Your instructions
Check every line of the records below for the string "object", then report only how many lines have it.

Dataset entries
=== Section Start ===

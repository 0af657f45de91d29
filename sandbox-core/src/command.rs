//! [`Command`] is the frame type for the newline-delimited JSON RPC between
//! the supervisor and a sandboxed child: one JSON object per line, with
//! `cmd`, `cmd_id`, and `reply` as the only mandatory fields.

use serde::Deserialize;
use serde::Serialize;
use serde_json::Map;
use serde_json::Value;
use uuid::Uuid;

fn default_cmd() -> String {
    "unknown".to_string()
}

fn generate_cmd_id() -> String {
    Uuid::new_v4().simple().to_string()
}

/// One newline-delimited JSON frame on the wire. Extra payload fields are
/// preserved verbatim via `#[serde(flatten)]` so resources can read
/// arbitrary fields without `Command` needing to know their shape.
#[derive(Debug, Clone, Serialize, Deserialize)]
pub struct Command {
    #[serde(default = "default_cmd")]
    pub cmd: String,
    #[serde(default = "generate_cmd_id")]
    pub cmd_id: String,
    #[serde(default)]
    pub reply: bool,
    #[serde(flatten)]
    pub fields: Map<String, Value>,
}

impl Command {
    /// Builds a fresh request-shaped command (`reply: false`) with a
    /// generated `cmd_id`.
    pub fn new(cmd: impl Into<String>) -> Self {
        Self {
            cmd: cmd.into(),
            cmd_id: generate_cmd_id(),
            reply: false,
            fields: Map::new(),
        }
    }

    pub fn with_field(mut self, key: impl Into<String>, value: impl Into<Value>) -> Self {
        self.fields.insert(key.into(), value.into());
        self
    }

    /// Parses one line of the wire protocol. A line that is not valid JSON,
    /// or not a JSON object, does not produce an error: it produces a
    /// well-formed `unknown` command carrying the raw line and the parse
    /// failure, so the registry's fallback resource can log-and-kill.
    pub fn from_line(line: &str) -> Self {
        match serde_json::from_str::<Command>(line) {
            Ok(command) => command,
            Err(e) => Self::unknown(line, &e.to_string()),
        }
    }

    fn unknown(line: &str, exception: &str) -> Self {
        let mut fields = Map::new();
        fields.insert("line".to_string(), Value::String(line.to_string()));
        fields.insert("exception".to_string(), Value::String(exception.to_string()));
        Self {
            cmd: "unknown".to_string(),
            cmd_id: generate_cmd_id(),
            reply: false,
            fields,
        }
    }

    /// Splits `cmd` on the first `.` into `(resource_name, operation)`. An
    /// undotted name has no resource prefix.
    pub fn split_name(&self) -> (Option<&str>, &str) {
        match self.cmd.split_once('.') {
            Some((resource, operation)) => (Some(resource), operation),
            None => (None, self.cmd.as_str()),
        }
    }

    /// Builds the reply command: same `cmd` and `cmd_id`, `reply: true`,
    /// plus whatever payload fields the caller supplies.
    pub fn reply_with(&self, fields: impl IntoIterator<Item = (String, Value)>) -> Self {
        Self {
            cmd: self.cmd.clone(),
            cmd_id: self.cmd_id.clone(),
            reply: true,
            fields: fields.into_iter().collect(),
        }
    }

    /// A synthetic failure reply preserving `cmd_id`, used when a resource
    /// handler errors out.
    pub fn failure_reply(cmd: &str, cmd_id: &str, reason: impl Into<String>) -> Self {
        let mut fields = Map::new();
        fields.insert("success".to_string(), Value::Bool(false));
        fields.insert("reason".to_string(), Value::String(reason.into()));
        Self {
            cmd: cmd.to_string(),
            cmd_id: cmd_id.to_string(),
            reply: true,
            fields,
        }
    }

    pub fn get(&self, key: &str) -> Option<&Value> {
        self.fields.get(key)
    }

    pub fn get_str(&self, key: &str) -> Option<&str> {
        self.fields.get(key).and_then(Value::as_str)
    }

    pub fn get_u64(&self, key: &str) -> Option<u64> {
        self.fields.get(key).and_then(Value::as_u64)
    }

    pub fn get_bool(&self, key: &str, default: bool) -> bool {
        self.fields
            .get(key)
            .and_then(Value::as_bool)
            .unwrap_or(default)
    }

    /// Serializes to a single wire line, including the trailing `\n`.
    pub fn to_line(&self) -> Result<String, serde_json::Error> {
        let mut line = serde_json::to_string(self)?;
        line.push('\n');
        Ok(line)
    }
}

=== Section End ===

Solution for this task
2